Várias falas foram escutadas, completando assim a agenda desse memorável dia 2 de abril de 2012. Estava, sim, alcançado o propósito de fazer memória das Ligas Camponesas da Paraíba, em especial de João Pedro Teixeira e seus companheiros de luta. Cumpria, sim, dar vazão ao exercício da memória perigosa de que estavam grávidas as Ligas Camponesas, no auge de sua efervescência, situado entre 1955 e 1964. Cumpria, sim, beber nessas fontes, dela recolhendo lições para o enfrentamento dos desafios presentes e em função da realização dos sonhos mais generosas da humanidade, de construção de uma nova sociedade, alternativa à barbárie capitalista.

Além de fazer memória, também foi organizado o Ato para a inauguração do Memorial das Ligas Camponesas, no povoado de Barra de Antas, na zona rural do município de Sapé. O Memorial das Ligas Camponesas da Paraíba constitui uma organização criada em 2008, com o objetivo de manter viva e vivificante o legado das Ligas Camponesas e de seus protagonistas e lutadores pela Reforma Agrária. Para tanto, a coordenação do Memorial das Ligas Camponesas, em parceria com a CPT e com as universidades públicas da região, vem envidando esforços, desde então, no sentido de viabilizar tais objetivos, por meio de um Centro de Formação para o campesinato, que permita, entre outras atividades formativas, viabilizar a organização e manutenção de um acervo público de memória (fotografias, filmes/documentários, cartilhas, folhetos de cordel, documentos históricos relativos às Ligas Camponesas, entrevistas, depoimentos, etc.), bem como o despertar da consciência crítica dos camponeses da região, em especial os jovens das dezenas de assentamentos da região, a partir de um projeto de formação permanente, envolvendo diferentes parceiros e aliados, dentre os quais a CPT e as universidades públicas da região, notadamente recorrendo às suas atividades de extensão. Nesse sentido, passos vêm sendo dados e seguirão prosperando.

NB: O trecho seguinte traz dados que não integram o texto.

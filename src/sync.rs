// This Source Code Form is subject to the terms of the Mozilla Public
// License, v. 2.0. If a copy of the MPL was not distributed with this
// file, You can obtain one at https://mozilla.org/MPL/2.0/.

use std::collections::HashSet;
use std::time::Duration;

use chrono::Utc;
use tracing::{debug, info, warn};

use crate::batch::apply_each;
use crate::config::{Config, ShowConfig};
use crate::episode::{IndexingBackoff, PipelineOptions, UploadPipeline};
use crate::error::{ApiError, SyncError};
use crate::feed::{EpisodeRecord, ShowMetadata, fetch_feed};
use crate::http::HttpClient;
use crate::matcher::exists_remotely;
use crate::progress::{ProgressEvent, SharedProgressReporter};
use crate::reconcile::{partition_orphans, reconcile_orphans};
use crate::remote::{MediaApi, RemoteFile};
use crate::retention::{
    RetentionTarget, assigned_show_files, enforce_retention, select_for_removal,
};
use crate::state::ProcessedEpisodes;

/// Run-scoped mutable state: the remote snapshot and the processed set
#[derive(Debug)]
pub struct RunContext {
    pub remote_files: Vec<RemoteFile>,
    pub processed: ProcessedEpisodes,
}

impl RunContext {
    pub fn new(remote_files: Vec<RemoteFile>, processed: ProcessedEpisodes) -> Self {
        Self {
            remote_files,
            processed,
        }
    }

    /// Take the initial remote listing. Failure aborts the run.
    pub async fn initialize<A: MediaApi + ?Sized>(
        api: &A,
        processed: ProcessedEpisodes,
    ) -> Result<Self, SyncError> {
        let remote_files = api.list_files().await?;
        debug!(files = remote_files.len(), "initial remote listing");
        Ok(Self::new(remote_files, processed))
    }

    /// Replace the snapshot with a fresh listing
    pub async fn refresh_listing<A: MediaApi + ?Sized>(&mut self, api: &A) -> Result<(), ApiError> {
        self.remote_files = api.list_files().await?;
        Ok(())
    }
}

/// Delays between consecutive remote operations
#[derive(Debug, Clone, Copy, PartialEq, Eq)]
pub struct Pacing {
    /// Between episode uploads
    pub upload: Duration,
    /// Between per-file retention and orphan calls
    pub api: Duration,
}

impl Default for Pacing {
    fn default() -> Self {
        Self {
            upload: Duration::from_secs(2),
            api: Duration::from_millis(500),
        }
    }
}

/// Options for an ingestion run
#[derive(Debug, Clone, Default)]
pub struct SyncOptions {
    /// Maximum number of episodes to upload (None = all)
    pub limit: Option<usize>,
    /// Log the plan without touching the station or the state file
    pub dry_run: bool,
    pub pacing: Pacing,
    pub backoff: IndexingBackoff,
}

/// Aggregate result of a run
#[derive(Debug, Clone, Default)]
pub struct RunReport {
    pub orphans_deleted: usize,
    pub orphans_failed: usize,
    pub shows_processed: usize,
    /// (show label, error message)
    pub shows_failed: Vec<(String, String)>,
    pub uploaded: usize,
    /// (episode title, error message)
    pub failed_uploads: Vec<(String, String)>,
    /// Episodes found on the station and marked processed without uploading
    pub already_present: usize,
    pub skipped_processed: usize,
    /// Repeats of an id already queued this run (duplicate guids)
    pub skipped_duplicates: usize,
    /// New episodes left for a later run by the upload limit
    pub deferred: usize,
    /// Titles that would have been uploaded (dry run only)
    pub planned: Vec<String>,
    pub retention_unassigned: usize,
    pub retention_failed: usize,
}

impl RunReport {
    /// Uploads were attempted and none succeeded
    pub fn all_uploads_failed(&self) -> bool {
        !self.failed_uploads.is_empty() && self.uploaded == 0
    }
}

/// A new episode waiting for the upload phase
#[derive(Debug, Clone)]
struct QueuedEpisode {
    episode: EpisodeRecord,
    show: ShowMetadata,
    playlist: String,
}

/// Playlist ids referenced by the config that the station does not know
pub async fn unknown_playlists<A: MediaApi + ?Sized>(
    api: &A,
    config: &Config,
) -> Result<Vec<String>, ApiError> {
    let known: HashSet<String> = api
        .list_playlists()
        .await?
        .into_iter()
        .map(|p| p.id)
        .collect();

    let mut missing: Vec<String> = config
        .default_playlist
        .iter()
        .chain(config.enabled_shows().map(|show| &show.playlist))
        .filter(|id| !known.contains(*id))
        .cloned()
        .collect();
    missing.sort();
    missing.dedup();
    Ok(missing)
}

/// Run one full ingestion pass over every enabled show.
///
/// 1. Delete orphans outside the default playlist
/// 2. Fetch and parse each feed, filtering out processed and present episodes
/// 3. Upload new episodes oldest first, across all shows
/// 4. Persist the processed set
/// 5. Enforce retention on every show whose feed was parsed
pub async fn run_sync<H, A>(
    http: &H,
    api: &A,
    config: &Config,
    ctx: &mut RunContext,
    options: &SyncOptions,
    reporter: SharedProgressReporter,
) -> Result<RunReport, SyncError>
where
    H: HttpClient + ?Sized,
    A: MediaApi + ?Sized,
{
    let mut report = RunReport::default();
    let default_playlist = config.default_playlist.as_deref();

    // Orphans
    if options.dry_run {
        if let Some(default) = default_playlist {
            let (_, orphans) = partition_orphans(&ctx.remote_files, default);
            for orphan in &orphans {
                info!(file_id = %orphan.id, title = %orphan.title, "dry run: would delete orphan");
            }
        }
    } else {
        let orphans = reconcile_orphans(api, ctx, default_playlist, options.pacing.api).await;
        report.orphans_deleted = orphans.succeeded();
        report.orphans_failed = orphans.failed();
        if !orphans.is_empty() {
            reporter.report(ProgressEvent::OrphansReconciled {
                deleted: report.orphans_deleted,
                failed: report.orphans_failed,
            });
        }
    }

    // Feeds
    let mut queue: Vec<QueuedEpisode> = Vec::new();
    let mut targets: Vec<RetentionTarget> = Vec::new();
    let mut queued_ids: HashSet<String> = HashSet::new();

    for show_config in config.enabled_shows() {
        let Some((show, new_episodes)) =
            collect_show(http, ctx, show_config, &mut queued_ids, &mut report, &reporter).await
        else {
            continue;
        };

        queue.extend(new_episodes.into_iter().map(|episode| QueuedEpisode {
            episode,
            show: show.clone(),
            playlist: show_config.playlist.clone(),
        }));
        targets.push(RetentionTarget {
            show,
            policy: show_config.retention_policy(),
        });
    }

    // Oldest first across shows; undated episodes lead
    queue.sort_by_key(|item| item.episode.published);
    if let Some(limit) = options.limit
        && queue.len() > limit
    {
        report.deferred = queue.len() - limit;
        queue.truncate(limit);
        info!(limit, deferred = report.deferred, "upload limit reached");
    }

    if options.dry_run {
        for item in &queue {
            info!(show = %item.show.title, episode = %item.episode.title, "dry run: would upload");
            report.planned.push(item.episode.title.clone());
        }
        for target in &targets {
            let assigned = assigned_show_files(&ctx.remote_files, &target.show);
            for file in select_for_removal(&assigned, target.policy, Utc::now()) {
                info!(show = %target.show.title, file_id = %file.id, title = %file.title, "dry run: would unassign");
            }
        }
        return Ok(report);
    }

    // Uploads
    let pipeline_options = PipelineOptions {
        backoff: options.backoff.clone(),
        default_playlist: config.default_playlist.clone(),
        ..PipelineOptions::new(&config.scratch_dir)
    };
    let pipeline = UploadPipeline::new(http, api, &pipeline_options, reporter.clone());
    let events = &reporter;
    let total = queue.len();
    let mut index = 0;

    let uploads = apply_each(queue, options.pacing.upload, |item| {
        events.report(ProgressEvent::UploadStarting {
            episode_title: item.episode.title.clone(),
            show_title: item.show.title.clone(),
            index,
            total,
        });
        index += 1;
        let pipeline = &pipeline;
        async move {
            let result = pipeline
                .process(&item.episode, &item.show, &item.playlist)
                .await;
            match &result {
                Ok(_) => events.report(ProgressEvent::UploadCompleted {
                    episode_title: item.episode.title.clone(),
                }),
                Err(e) => events.report(ProgressEvent::UploadFailed {
                    episode_title: item.episode.title.clone(),
                    error: e.to_string(),
                }),
            }
            result
        }
    })
    .await;

    for (item, outcome) in uploads.successes() {
        info!(
            show = %item.show.title,
            episode = %item.episode.title,
            file_id = %outcome.file_id,
            "episode uploaded"
        );
        ctx.processed.add(&item.episode.id);
    }
    for (item, error) in uploads.failures() {
        warn!(show = %item.show.title, episode = %item.episode.title, error = %error, "episode upload failed");
    }
    report.uploaded = uploads.succeeded();
    report.failed_uploads = uploads.failure_messages(|item| item.episode.title.clone());

    ctx.processed.persist()?;

    // Retention
    let retention = enforce_retention(
        api,
        ctx,
        &targets,
        options.pacing.api,
        Utc::now(),
        &reporter,
    )
    .await;
    report.retention_unassigned = retention.succeeded();
    report.retention_failed = retention.failed();

    reporter.report(ProgressEvent::SyncCompleted {
        uploaded: report.uploaded,
        already_present: report.already_present,
        failed: report.failed_uploads.len(),
    });

    Ok(report)
}

/// Fetch one show's feed and return its metadata plus episodes still to
/// upload. `None` when the feed is unusable this run.
///
/// `queued_ids` spans the whole run, so an id repeated within a feed or
/// across feeds is queued once.
async fn collect_show<H: HttpClient + ?Sized>(
    http: &H,
    ctx: &mut RunContext,
    show_config: &ShowConfig,
    queued_ids: &mut HashSet<String>,
    report: &mut RunReport,
    reporter: &SharedProgressReporter,
) -> Option<(ShowMetadata, Vec<EpisodeRecord>)> {
    reporter.report(ProgressEvent::FetchingFeed {
        url: show_config.feed_url.clone(),
    });

    let feed = match fetch_feed(http, &show_config.feed_url).await {
        Ok(feed) => feed,
        Err(e) => {
            warn!(show = %show_config.label(), error = %e, "skipping show, feed unavailable");
            reporter.report(ProgressEvent::FeedFailed {
                url: show_config.feed_url.clone(),
                error: e.to_string(),
            });
            report
                .shows_failed
                .push((show_config.label().to_string(), e.to_string()));
            return None;
        }
    };
    report.shows_processed += 1;

    let total_episodes = feed.episodes.len();
    let mut new_episodes = Vec::new();

    for episode in feed.episodes {
        if ctx.processed.contains(&episode.id) {
            report.skipped_processed += 1;
            continue;
        }
        if queued_ids.contains(&episode.id) {
            debug!(show = %feed.show.title, episode = %episode.title, id = %episode.id, "duplicate episode id, skipping");
            report.skipped_duplicates += 1;
            continue;
        }
        if exists_remotely(&episode, &feed.show, &ctx.remote_files) {
            debug!(show = %feed.show.title, episode = %episode.title, "already on the station");
            ctx.processed.add(&episode.id);
            report.already_present += 1;
            continue;
        }
        queued_ids.insert(episode.id.clone());
        new_episodes.push(episode);
    }

    info!(
        show = %feed.show.title,
        total = total_episodes,
        new = new_episodes.len(),
        "feed parsed"
    );
    reporter.report(ProgressEvent::FeedParsed {
        show_title: feed.show.title.clone(),
        total_episodes,
        new_episodes: new_episodes.len(),
    });

    Some((feed.show, new_episodes))
}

Graças a sucessivos encontros e reuniões ampliadas, foi-se desenhando a organização desse grande Ato Público que teve lugar em Sapé e em Barra de Antas, povoado do mesmo município. Tratava-se de, a partir da figura inspiradora de João Pedro Teixeira (impacta, ainda hoje, o fato de termos encontrado no Ato várias crianças e adultos com o nome de João Pedro!), centrar atenção no conjunto de protagonistas individuais e coletivos, representativos desse grande movimento social em que se transformaram as Ligas Camponesas.

Em João Pedro Teixeira e em tantos lutadores e lutadoras, de ontem, de hoje e de sempre, nos inspiramos para o enfrentamento exitoso dos desafios presentes, associando-nos aos mesmos sonhos de construção de uma sociedade justa e solidária, na qual a Reforma Agrária já não seja uma expressão vaga, mas uma realidade concreta, que permita aos Trabalhadores e Trabalhadoras do campo e da cidade uma vida digna e de qualidade social, em harmonia com a Mãe-Natureza.

Ontem, hoje, no dia 2 de abril e sempre, sigamos fazendo memória, revisitando João Pedro Teixeira e as Ligas Camponesas, movidos por três dimensões complementares: memória-mística-utopia, recolhendo as lições do seu denso legado; preparando-nos para enfrentar os desafios presentes, com lucidez e criatividade, e dispondo-nos a avançar na luta por uma sociedade alternativa à barbárie do Capitalismo.